Why are they called "segmented"? The nucleus of a mature neutrophil is divided into 2 to 5 connected lobes separated by thin filaments — this divided or "segmented" shape is what distinguishes mature neutrophils from immature ones (band neutrophils, which have a horseshoe-shaped, unsegmented nucleus).
Are segmented neutrophils the same as neutrophils? Yes — on most modern CBC reports, "neutrophils" and "segmented neutrophils" measure the same population of cells. Older or more detailed reports may list them separately from band neutrophils (immature neutrophils), but the "neutrophils" value on a standard automated CBC is counting the same mature, segmented cells.
Complete terminology decoder — all these terms mean the same thing:
| Term on your report | What it means |
|---|---|
| Segmented neutrophils | Full name for mature neutrophils |
| Segs | Common abbreviation for segmented neutrophils |
| Segmenters | Another common abbreviation |
| Seg neut | Shortened form |
| Neutrophils | Standard term on most modern CBC reports — same cells |
| Polys | Short for polymorphonuclear neutrophils — same cells |
| PMNs | Polymorphonuclear neutrophils — same cells |
| Granulocytes | Broader category including neutrophils, eosinophils, and basophils — but in common usage often refers to neutrophils |
| Segmented granulocytes | Same as segmented neutrophils |
SEGMENTED NEUTROPHILS VS BAND NEUTROPHILS
A common source of confusion on CBC differentials is the distinction between segmented neutrophils and band neutrophils. Both are neutrophils — they differ only in maturity.
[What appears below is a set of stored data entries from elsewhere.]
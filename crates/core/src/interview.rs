//! Interview State Machine
//!
//! Tracks the progress of a single PHQ-9 call. The machine is either waiting
//! for the answer to item `i` or complete; every accepted answer moves it
//! forward by exactly one item.

use crate::{
    Command,
    questions::{self, QUESTION_COUNT, Question},
    scoring,
};
use serde::{Deserialize, Serialize};
use std::fmt;

/// Conventional PHQ-9 cutoff for mild-or-greater depression.
pub const DEFAULT_ESCALATION_THRESHOLD: u32 = 10;

/// Highest total the instrument can produce.
pub const MAX_TOTAL: u32 = 27;

/// Misuse of the state machine by its driver.
///
/// These are programming errors, never caller input problems.
#[derive(Debug, Clone, PartialEq, Eq, thiserror::Error)]
pub enum InterviewError {
    #[error("interview is already complete; no further answers or prompts")]
    SessionComplete,
    #[error("interview is not complete: {answered} of 9 items answered")]
    NotComplete { answered: usize },
}

/// Where the interview currently stands.
#[derive(Debug, Clone, Copy, PartialEq, Eq)]
pub enum InterviewState {
    /// Waiting for the answer to the item at this index (0..=8).
    AwaitingAnswer(usize),
    Complete,
}

/// The routing decision made from the final total.
#[derive(Debug, Clone, Copy, PartialEq, Eq, Serialize, Deserialize)]
#[serde(rename_all = "lowercase")]
pub enum Disposition {
    /// Caller is told a clinician will be connected.
    Escalate,
    /// Caller receives a neutral farewell.
    Close,
}

impl Disposition {
    /// The closing line spoken to the caller.
    pub fn message(&self) -> &'static str {
        match self {
            Disposition::Escalate => "Thank you. I will connect you to our nurse now.",
            Disposition::Close => "Thank you, have a nice day.",
        }
    }
}

impl fmt::Display for Disposition {
    fn fmt(&self, f: &mut fmt::Formatter<'_>) -> fmt::Result {
        match self {
            Disposition::Escalate => write!(f, "escalate"),
            Disposition::Close => write!(f, "close"),
        }
    }
}

/// Result of a finished interview.
#[derive(Debug, Clone, Copy, PartialEq, Eq, Serialize, Deserialize)]
pub struct Outcome {
    pub total: u32,
    pub disposition: Disposition,
}

/// Per-call interview progress.
///
/// The current index is derived from the number of collected answers, so the
/// two can never disagree.
#[derive(Debug, Clone, PartialEq, Eq)]
pub struct InterviewSession {
    answers: Vec<u8>,
    threshold: u32,
}

impl Default for InterviewSession {
    fn default() -> Self {
        Self::new()
    }
}

impl InterviewSession {
    /// Starts a fresh interview at item 0 with the standard cutoff.
    pub fn new() -> Self {
        Self::with_threshold(DEFAULT_ESCALATION_THRESHOLD)
    }

    /// Starts a fresh interview with a custom escalation cutoff.
    pub fn with_threshold(threshold: u32) -> Self {
        Self {
            answers: Vec::with_capacity(QUESTION_COUNT),
            threshold,
        }
    }

    pub fn threshold(&self) -> u32 {
        self.threshold
    }

    pub fn answers(&self) -> &[u8] {
        &self.answers
    }

    pub fn current_index(&self) -> usize {
        self.answers.len()
    }

    pub fn is_complete(&self) -> bool {
        self.answers.len() == QUESTION_COUNT
    }

    pub fn state(&self) -> InterviewState {
        if self.is_complete() {
            InterviewState::Complete
        } else {
            InterviewState::AwaitingAnswer(self.answers.len())
        }
    }

    /// Returns the item currently awaiting an answer. Never advances.
    pub fn next_prompt(&self) -> Result<Question, InterviewError> {
        match self.state() {
            InterviewState::AwaitingAnswer(index) => {
                questions::question(index).ok_or(InterviewError::SessionComplete)
            }
            InterviewState::Complete => Err(InterviewError::SessionComplete),
        }
    }

    /// Scores `raw_token` and records it as the answer to the current item.
    ///
    /// Returns the recorded score.
    pub fn submit_answer(&mut self, raw_token: &str) -> Result<u8, InterviewError> {
        if self.is_complete() {
            return Err(InterviewError::SessionComplete);
        }
        let score = scoring::interpret(raw_token);
        self.answers.push(score);
        Ok(score)
    }

    /// Totals the answers and picks a disposition.
    pub fn finalize(&self) -> Result<Outcome, InterviewError> {
        if !self.is_complete() {
            return Err(InterviewError::NotComplete {
                answered: self.answers.len(),
            });
        }
        let total: u32 = self.answers.iter().map(|&score| u32::from(score)).sum();
        let disposition = if total >= self.threshold {
            Disposition::Escalate
        } else {
            Disposition::Close
        };
        Ok(Outcome { total, disposition })
    }

    /// Applies one answer and decides what happens next.
    pub fn advance(&mut self, raw_token: &str) -> Result<Command, InterviewError> {
        self.submit_answer(raw_token)?;
        if self.is_complete() {
            Ok(Command::SessionComplete(self.finalize()?))
        } else {
            Ok(Command::SpeakText(self.next_prompt()?.text.to_string()))
        }
    }
}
| Feature | Segmented neutrophils | Band neutrophils |
|---|---|---|
| Maturity | Fully mature | Immature (precursor to segmented) |
| Nucleus shape | Divided into 2–5 distinct lobes | Horseshoe-shaped or band-shaped; not yet segmented |
| Normal % on CBC | 40–70% | 0–5% |
| What elevation means | Immune response — infection, stress, inflammation | Bone marrow releasing immature cells faster than usual — acute infection, severe stress |
| Clinical term for elevated bands | "Left shift" | — |
What is a "left shift"? When both bands and segmented neutrophils are elevated, this is called a left shift — the bone marrow is releasing immature cells rapidly in response to high demand, typically from a serious bacterial infection. A high segs value alone suggests immune activation; high segs + high bands together suggests a more urgent or severe infection response.
Why do some CBC reports show bands separately? Automated CBC analyzers typically cannot reliably distinguish bands from segmented neutrophils, so most routine CBC reports include both in the "neutrophils" or "segmented neutrophils" value. A separate band count requires a manual differential performed by a laboratory technician.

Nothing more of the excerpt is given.